Mas me veo en la necesidad de añadir el siguiente dato a este relato, pues omitirlo sería necio por mi tarde e insensible. En lo alto de la colina, donde se esconde la sociedad del conde casi imperceptible, las vistas nocturnas sobre la torre de San Vicente son tan majestuosas como las de la Torre Eiffel desde el Trocadero.

Nada más traspasar la entrada y ver la cripta secreta, pensé: ¡Qué lugar más acogedor para los saraos del conde! ¡Qué sitio más cautivador y qué merecida ubicación!
Sin más dilación, el conde, una vez dentro de la cocina, se colocó una tela negra para cubrir sus prendas y comenzó a preparar la comanda. Mientras tanto, el invitado y yo charlamos un rato.
El erudito, que bien podría haber sido discípulo de Demócrito, pues era también atomista, era diestro con la pluma y ágil de recursos. No quiso deslumbrarnos con su discurso de inmediato y, siguiendo el ritmo que le pautó el conde, intervino cuando su tema fue clave en la velada.
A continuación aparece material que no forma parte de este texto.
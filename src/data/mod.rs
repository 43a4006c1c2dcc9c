/// Data layer: core types, loading, feature derivation, filtering, export.
///
/// Architecture:
/// ```text
///  .csv / .json / .parquet
///        │
///        ▼
///   ┌──────────┐
///   │  loader   │  parse + validate file → Dataset
///   └──────────┘
///        │
///        ▼
///   ┌──────────┐
///   │ features  │  derive engineered columns in place
///   └──────────┘
///        │
///        ▼
///   ┌──────────┐
///   │ Dataset   │  Vec<Record>, country index, max year
///   └──────────┘
///      │      │
///      ▼      ▼
///   ┌────────┐ ┌────────┐
///   │ filter  │ │ export  │
///   └────────┘ └────────┘
/// ```

pub mod export;
pub mod features;
pub mod filter;
pub mod loader;
pub mod model;

#[cfg(test)]
pub mod test_support {
    use super::model::{Record, Status};

    /// A record with every indicator missing, for tests to fill in.
    pub fn record(country: &str, year: i32, status: Status) -> Record {
        Record {
            country: country.to_string(),
            year,
            status,
            life_expectancy: None,
            adult_mortality: None,
            infant_deaths: None,
            alcohol: None,
            percentage_expenditure: None,
            hepatitis_b: None,
            measles: None,
            bmi: None,
            under_five_deaths: None,
            polio: None,
            total_expenditure: None,
            diphtheria: None,
            hiv_aids: None,
            gdp: None,
            population: None,
            thinness_10_19: None,
            thinness_5_9: None,
            income_composition: None,
            schooling: None,
            total_mortality: None,
            health_wealth_index: None,
            combined_thinness: None,
        }
    }
}
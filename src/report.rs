use std::path::{Path, PathBuf};

use anyhow::{anyhow, Result};
use plotters::prelude::*;

use crate::analysis::stats;
use crate::data::model::{Dataset, Indicator};

// ---------------------------------------------------------------------------
// Static chart reports (PNG)
// ---------------------------------------------------------------------------

/// The fixed report set: three scatter charts against life expectancy plus
/// the correlation heatmap.
const SCATTER_REPORTS: &[(Indicator, &str)] = &[
    (Indicator::Gdp, "scatter_lifeexp_gdp.png"),
    (Indicator::Schooling, "scatter_lifeexp_schooling.png"),
    (Indicator::TotalMortality, "scatter_lifeexp_totalmortality.png"),
];

/// Write every report chart into `dir`, returning the written paths.
pub fn write_all(dataset: &Dataset, dir: &Path) -> Result<Vec<PathBuf>> {
    std::fs::create_dir_all(dir)?;

    let mut written = Vec::new();
    for &(indicator, file) in SCATTER_REPORTS {
        let path = dir.join(file);
        scatter_png(dataset, indicator, &path)?;
        log::info!("Wrote {}", path.display());
        written.push(path);
    }

    let path = dir.join("heatmap_corr.png");
    heatmap_png(dataset, &path)?;
    log::info!("Wrote {}", path.display());
    written.push(path);

    Ok(written)
}

fn draw_err(e: impl std::fmt::Display) -> anyhow::Error {
    anyhow!("chart rendering failed: {e}")
}

/// Scatter of one indicator against life expectancy, complete pairs only.
fn scatter_png(dataset: &Dataset, x_indicator: Indicator, path: &Path) -> Result<()> {
    let points: Vec<(f64, f64)> = dataset
        .records
        .iter()
        .filter_map(|r| Some((x_indicator.value(r)?, r.life_expectancy?)))
        .collect();
    if points.is_empty() {
        return Err(anyhow!(
            "no complete ({}, life expectancy) pairs to plot",
            x_indicator.label()
        ));
    }

    let (x_range, y_range) = padded_ranges(&points);
    let caption = format!("Life Expectancy vs {}", x_indicator.label());

    let root = BitMapBackend::new(path, (800, 600)).into_drawing_area();
    root.fill(&WHITE).map_err(draw_err)?;

    let mut chart = ChartBuilder::on(&root)
        .caption(caption, ("sans-serif", 24))
        .margin(10)
        .x_label_area_size(40)
        .y_label_area_size(50)
        .build_cartesian_2d(x_range, y_range)
        .map_err(draw_err)?;
    chart
        .configure_mesh()
        .x_desc(x_indicator.label())
        .y_desc(Indicator::LifeExpectancy.label())
        .draw()
        .map_err(draw_err)?;

    chart
        .draw_series(
            points
                .iter()
                .map(|&(x, y)| Circle::new((x, y), 3, BLUE.mix(0.4).filled())),
        )
        .map_err(draw_err)?;

    root.present().map_err(draw_err)?;
    Ok(())
}

/// Correlation heatmap over all numeric columns. Rows and columns share the
/// same order as [`Indicator::ALL`]; axis ticks carry 1-based column numbers.
fn heatmap_png(dataset: &Dataset, path: &Path) -> Result<()> {
    let indicators = Indicator::ALL;
    let n = indicators.len() as i32;
    let matrix = stats::correlation_matrix(dataset, indicators);

    let root = BitMapBackend::new(path, (1000, 900)).into_drawing_area();
    root.fill(&WHITE).map_err(draw_err)?;

    let mut chart = ChartBuilder::on(&root)
        .caption("Correlation Heatmap", ("sans-serif", 24))
        .margin(10)
        .x_label_area_size(30)
        .y_label_area_size(30)
        .build_cartesian_2d(0..n, 0..n)
        .map_err(draw_err)?;
    chart
        .configure_mesh()
        .disable_x_mesh()
        .disable_y_mesh()
        .x_label_formatter(&|v| format!("{}", v + 1))
        .y_label_formatter(&|v| format!("{}", v + 1))
        .draw()
        .map_err(draw_err)?;

    chart
        .draw_series(matrix.iter().enumerate().flat_map(|(i, row)| {
            let y = n - 1 - i as i32;
            row.iter().enumerate().map(move |(j, &r)| {
                let color = if r.is_nan() {
                    RGBColor(120, 120, 120)
                } else {
                    let c = crate::color::diverging(r);
                    RGBColor(c.r(), c.g(), c.b())
                };
                Rectangle::new([(j as i32, y), (j as i32 + 1, y + 1)], color.filled())
            })
        }))
        .map_err(draw_err)?;

    root.present().map_err(draw_err)?;
    Ok(())
}

fn padded_ranges(points: &[(f64, f64)]) -> (std::ops::Range<f64>, std::ops::Range<f64>) {
    let (mut x_min, mut x_max) = (f64::INFINITY, f64::NEG_INFINITY);
    let (mut y_min, mut y_max) = (f64::INFINITY, f64::NEG_INFINITY);
    for &(x, y) in points {
        x_min = x_min.min(x);
        x_max = x_max.max(x);
        y_min = y_min.min(y);
        y_max = y_max.max(y);
    }
    let pad = |min: f64, max: f64| {
        let span = (max - min).max(1e-9);
        (min - 0.05 * span)..(max + 0.05 * span)
    };
    (pad(x_min, x_max), pad(y_min, y_max))
}

#[cfg(test)]
mod tests {
    use super::*;

    #[test]
    fn padded_ranges_cover_the_data_with_margin() {
        let points = [(0.0, 10.0), (100.0, 20.0), (50.0, 15.0)];
        let (x, y) = padded_ranges(&points);

        assert!(x.start < 0.0 && x.end > 100.0);
        assert!(y.start < 10.0 && y.end > 20.0);
    }

    #[test]
    fn padded_ranges_stay_ordered_on_constant_data() {
        let points = [(5.0, 7.0), (5.0, 7.0)];
        let (x, y) = padded_ranges(&points);
        assert!(x.start < x.end);
        assert!(y.start < y.end);
    }
}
Pocas veces tiene uno la oportunidad de escuchar a personas que investigan. En nuestro caso, el invitado de don Joau era un ingeniero; uno que había trabajado varios años en el CERN y liderado equipos en ese centro. Llegó allí cuando los científicos descubrieron el bosón de Higgs –la llamada «Partícula de Dios»– y vivió el estado natural, como bien dijo Rousseau, de aquella investigación: su descubrimiento y su impacto.

¡Qué tertulia tuvimos! Sus ilustrísimas no pueden hacerse una idea.
Escuchamos largo y tendido sus explicaciones. Mas yo le interrumpía de vez en cuando, no por ignorancia –pues algo sabía del tema–, sino para demostrarle mi interés y atención en sus lecciones sobre electrones, enlaces y materia.
Así estuvimos largo rato, hasta que las horas y la falta de esencia para aliviar la sequedad de la garganta nos llevaron, de mutuo acuerdo, a dar por finalizada la velada.
Así concluye la crónica de aquel viernes. Deseo que a vuesas mercedes les haya gustado este relato y espero que, en un futuro no muy lejano, vuelvan a ser partícipes de las vicisitudes de unos servidores: Joau y Jaume.
Dedicado a Iñigo Lamas Garcia, ingeniero en el CERN y a Javier Villena.